Mais revenons-en plutôt à « Ça plane pour moi », son quart d’heure de célébrité warholien. À l’époque, ce tube déclenche la fureur des milieux punks intégristes. Parodie, récupération commerciale éhontée et toutes ces sortes de choses. Il est vrai que les paroles sont singulièrement crétines : « Allez hop ! La nana. Quel panard, quelle vibration de s’envoyer sur le paillasson. Limée, ruinée, vidée, comblée. “You are the king of the divan !”. Qu’elle me dit en passant. Hou hou oou oou !). »

Pourtant, au grand malheur de l’orthodoxie musicale d’alors, cette pochade sera ensuite reprise par les Red Hot Chili Peppers référence de nombre de rockologues distingués, puis par les Ramones, formation emblématique du punk-rock nigaud, leurs chansons ne dépassant rarement trois accords et autant de minutes. Cette dimension, tant jouissive que régressive, Plastic Bertrand n’a jamais hésité à l’assumer, affirmant au même Jean-Emmanuel Deluxe : « Comme le rock and roll, le punk doit être stupide, dérangeant et sexy. J’aime la stupidité et la naïveté. »

Voilà qui a toujours coulé de source, mais qui va encore mieux en le disant. Et Plastic Bertrand d’en profiter pour déboulonner les idoles du moment, les groupes Téléphone et Bijou au premier chef, avec cette autre chanson toute aussi iconoclaste, Téléphone à téléphone, mon bijou… « Jean-Louis Aubert, de Téléphone, m’en a voulu à mort et les membres de Bijou me détestaient carrément. » Dans le même temps, Plastic Bertrand s’en allait pour un tour du monde promotionnel avec Julio Iglesias. « Il était adorable et portait mes valises. »
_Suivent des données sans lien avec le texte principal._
use serde::{Deserialize, Serialize};

use crate::core::primitives::is_valid_time_format;
use crate::core::{AxisTickConfig, ReferenceRule, Viewport};
use crate::error::{ChartError, ChartResult};
use crate::render::{Color, SidePalette};

/// Style of the horizontal line drawn at the reference value.
#[derive(Debug, Clone, Copy, PartialEq, Serialize, Deserialize)]
#[serde(default)]
pub struct ReferenceLineStyle {
    pub visible: bool,
    pub color: Color,
    pub stroke_width_px: f64,
    /// Dash/gap lengths in pixels, `None` for a solid line.
    pub dash: Option<(f64, f64)>,
}

impl Default for ReferenceLineStyle {
    fn default() -> Self {
        Self {
            visible: true,
            color: Color::rgba(0.47, 0.49, 0.55, 0.9),
            stroke_width_px: 1.0,
            dash: Some((4.0, 4.0)),
        }
    }
}

/// Public chart configuration.
///
/// This type is serializable so the dashboard can persist/load chart setup
/// per view without inventing its own ad-hoc format. Every field except the
/// viewport has a default.
#[derive(Debug, Clone, PartialEq, Serialize, Deserialize)]
pub struct ThresholdChartConfig {
    pub viewport: Viewport,
    #[serde(default)]
    pub reference_rule: ReferenceRule,
    #[serde(default)]
    pub palette: SidePalette,
    #[serde(default = "default_stroke_width_px")]
    pub stroke_width_px: f64,
    #[serde(default)]
    pub reference_line: ReferenceLineStyle,
    #[serde(default = "default_show_axis_labels")]
    pub show_axis_labels: bool,
    #[serde(default = "AxisTickConfig::value_axis")]
    pub value_axis: AxisTickConfig,
    #[serde(default = "AxisTickConfig::index_axis")]
    pub index_axis: AxisTickConfig,
    #[serde(default = "default_label_font_size_px")]
    pub label_font_size_px: f64,
    #[serde(default = "default_label_color")]
    pub label_color: Color,
}

impl ThresholdChartConfig {
    /// Creates a config with default styling and a mean reference.
    #[must_use]
    pub fn new(viewport: Viewport) -> Self {
        Self {
            viewport,
            reference_rule: ReferenceRule::default(),
            palette: SidePalette::default(),
            stroke_width_px: default_stroke_width_px(),
            reference_line: ReferenceLineStyle::default(),
            show_axis_labels: default_show_axis_labels(),
            value_axis: AxisTickConfig::value_axis(),
            index_axis: AxisTickConfig::index_axis(),
            label_font_size_px: default_label_font_size_px(),
            label_color: default_label_color(),
        }
    }

    #[must_use]
    pub fn with_reference_rule(mut self, rule: ReferenceRule) -> Self {
        self.reference_rule = rule;
        self
    }

    #[must_use]
    pub fn with_palette(mut self, palette: SidePalette) -> Self {
        self.palette = palette;
        self
    }

    #[must_use]
    pub fn with_stroke_width(mut self, stroke_width_px: f64) -> Self {
        self.stroke_width_px = stroke_width_px;
        self
    }

    #[must_use]
    pub fn with_reference_line(mut self, style: ReferenceLineStyle) -> Self {
        self.reference_line = style;
        self
    }

    #[must_use]
    pub fn with_axis_labels(mut self, show: bool) -> Self {
        self.show_axis_labels = show;
        self
    }

    #[must_use]
    pub fn with_value_axis(mut self, axis: AxisTickConfig) -> Self {
        self.value_axis = axis;
        self
    }

    #[must_use]
    pub fn with_index_axis(mut self, axis: AxisTickConfig) -> Self {
        self.index_axis = axis;
        self
    }

    /// Checks everything a renderer would reject later.
    ///
    /// Projection itself accepts any viewport; this is only about drawable output.
    pub fn validate(&self) -> ChartResult<()> {
        if !self.viewport.is_valid() {
            return Err(ChartError::InvalidViewport {
                width: self.viewport.width,
                height: self.viewport.height,
                padding: self.viewport.padding,
            });
        }
        if !self.stroke_width_px.is_finite() || self.stroke_width_px <= 0.0 {
            return Err(ChartError::InvalidData(
                "stroke width must be finite and > 0".to_owned(),
            ));
        }
        if !self.label_font_size_px.is_finite() || self.label_font_size_px <= 0.0 {
            return Err(ChartError::InvalidData(
                "label font size must be finite and > 0".to_owned(),
            ));
        }
        if !self.reference_line.stroke_width_px.is_finite()
            || self.reference_line.stroke_width_px <= 0.0
        {
            return Err(ChartError::InvalidData(
                "reference line width must be finite and > 0".to_owned(),
            ));
        }
        if let ReferenceRule::FixedBaseline(value) = self.reference_rule {
            if !value.is_finite() {
                return Err(ChartError::InvalidData(
                    "fixed baseline must be finite".to_owned(),
                ));
            }
        }
        for axis in [&self.value_axis, &self.index_axis] {
            if axis.max_ticks < axis.min_ticks {
                return Err(ChartError::InvalidData(
                    "axis max_ticks must be >= min_ticks".to_owned(),
                ));
            }
            if !is_valid_time_format(&axis.time_format) {
                return Err(ChartError::InvalidData(format!(
                    "invalid axis time format `{}`",
                    axis.time_format
                )));
            }
        }

        for color in [
            self.palette.above.stroke,
            self.palette.above.fill,
            self.palette.below.stroke,
            self.palette.below.fill,
            self.reference_line.color,
            self.label_color,
        ] {
            color.validate()?;
        }
        Ok(())
    }

    pub fn to_json_pretty(&self) -> ChartResult<String> {
        serde_json::to_string_pretty(self)
            .map_err(|e| ChartError::InvalidData(format!("failed to serialize chart config: {e}")))
    }

    /// Parses and validates a config.
    pub fn from_json_str(input: &str) -> ChartResult<Self> {
        let config: Self = serde_json::from_str(input)
            .map_err(|e| ChartError::InvalidData(format!("failed to parse chart config: {e}")))?;
        config.validate()?;
        Ok(config)
    }
}

fn default_stroke_width_px() -> f64 {
    2.0
}

fn default_show_axis_labels() -> bool {
    true
}

fn default_label_font_size_px() -> f64 {
    11.0
}

fn default_label_color() -> Color {
    Color::rgb(0.36, 0.38, 0.44)
}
Bref, ne jamais tout à fait se prendre au sérieux. Telle était aussi la devise du défunt, Lou Deprijck, un peu marlou, un brin aigrefin et fruit de ses propres contradictions, entre pulsions réactionnaires et appétence pour les étreintes interdites. Depuis que l’industrie musicale est dominée par des comptables formatés dans les écoles de commerce, la disparition de tels turlupins laisse un trou béant, dont on voit mal qui pourra venir un jour le combler.

Nicolas Gauthier
Nicolas Gauthier
Journaliste à BV, écrivain

Vos commentaires

8 commentaires

  1. Je dois à Plastic Bertrand ma grande conscience écologiste.
    En effet, à chaque fois que j’entends le mot « planète » – la planète en danger, la planète se réchauffe, prendre soin de la planète – me vient en tête sa ritournelle lancinante : « tout petit, tout petit, la planète … »
    Cela m’aide beaucoup à prendre au sérieux la question écologique.
    D’ailleurs en la matière, le prénom de ce garçon est un programme à lui tout seul.
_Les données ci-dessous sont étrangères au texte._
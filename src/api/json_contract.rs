use serde::{Deserialize, Serialize};

use crate::core::ThresholdGeometry;
use crate::error::{ChartError, ChartResult};

pub const THRESHOLD_GEOMETRY_JSON_SCHEMA_V1: u32 = 1;

/// Versioned envelope used when geometry is handed to a non-Rust renderer.
#[derive(Debug, Clone, PartialEq, Serialize, Deserialize)]
pub struct ThresholdGeometryJsonContractV1 {
    pub schema_version: u32,
    pub geometry: ThresholdGeometry,
}

impl ThresholdGeometry {
    pub fn to_json_pretty(&self) -> ChartResult<String> {
        serde_json::to_string_pretty(self).map_err(|e| {
            ChartError::InvalidData(format!("failed to serialize threshold geometry: {e}"))
        })
    }

    pub fn to_json_contract_v1_pretty(&self) -> ChartResult<String> {
        let payload = ThresholdGeometryJsonContractV1 {
            schema_version: THRESHOLD_GEOMETRY_JSON_SCHEMA_V1,
            geometry: self.clone(),
        };
        serde_json::to_string_pretty(&payload).map_err(|e| {
            ChartError::InvalidData(format!(
                "failed to serialize threshold geometry contract v1: {e}"
            ))
        })
    }

    /// Accepts either bare geometry JSON or the versioned envelope.
    pub fn from_json_compat_str(input: &str) -> ChartResult<Self> {
        if let Ok(geometry) = serde_json::from_str::<ThresholdGeometry>(input) {
            return Ok(geometry);
        }
        let payload: ThresholdGeometryJsonContractV1 =
            serde_json::from_str(input).map_err(|e| {
                ChartError::InvalidData(format!("failed to parse threshold geometry json: {e}"))
            })?;
        if payload.schema_version != THRESHOLD_GEOMETRY_JSON_SCHEMA_V1 {
            return Err(ChartError::InvalidData(format!(
                "unsupported threshold geometry schema version: {}",
                payload.schema_version
            )));
        }
        Ok(payload.geometry)
    }
}
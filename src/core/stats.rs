use serde::{Deserialize, Serialize};

use crate::core::types::Series;

/// Summary statistics over the present samples of a series.
#[derive(Debug, Clone, Copy, PartialEq, Serialize, Deserialize)]
pub struct SeriesStats {
    pub min: f64,
    pub max: f64,
    pub mean: f64,
    /// Value of the last present sample, not necessarily the last index.
    pub last: f64,
    /// Number of present samples.
    pub count: usize,
}

impl SeriesStats {
    /// Returns `None` when the series has no present sample.
    #[must_use]
    pub fn from_series(series: &Series) -> Option<Self> {
        let mut min = f64::INFINITY;
        let mut max = f64::NEG_INFINITY;
        let mut sum = 0.0;
        let mut last = None;
        let mut count = 0usize;

        for (_, value) in series.present() {
            min = min.min(value);
            max = max.max(value);
            sum += value;
            last = Some(value);
            count += 1;
        }

        let last = last?;
        let mut mean = sum / count as f64;
        if !mean.is_finite() {
            // Sum overflowed; fall back to an incremental mean.
            mean = series
                .present()
                .enumerate()
                .fold(0.0, |acc, (i, (_, value))| acc + (value - acc) / (i + 1) as f64);
        }

        Some(Self {
            min,
            max,
            mean,
            last,
            count,
        })
    }
}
  2. Ah que je l’ai chantée cette chanson quand j’étais jeune !!! Superbe chanson, dynamique, entraînante,… avec des paroles rigolotes que n’auraient pas renié les anglo-saxons dont la portée philosophique de leurs chansons ne planait souvent pas plus haut, mais elles nous berçaient aussi de leur mélodie rythmée. Salut à toi, Oh Plastic Bertrand ! Les terriens te saluent. Pour parodier un dessin de Chaunu, virtuel, ça doit planer pour toi maintenant…

  3. Je ne connaissais pas Lou Deprijck, mais j’ai eu la chance de voir Plastic Bertrand en concert, et c’était vraiment le pied !

  4. Paroles crétines , c ‘est vrai , mais le rythme était top et l ‘ interprétation de Plastic Bertrand marrante ;
    Et fait assez rare , la musique était composée sur une seule note de bout en bout !

Commentaires fermés.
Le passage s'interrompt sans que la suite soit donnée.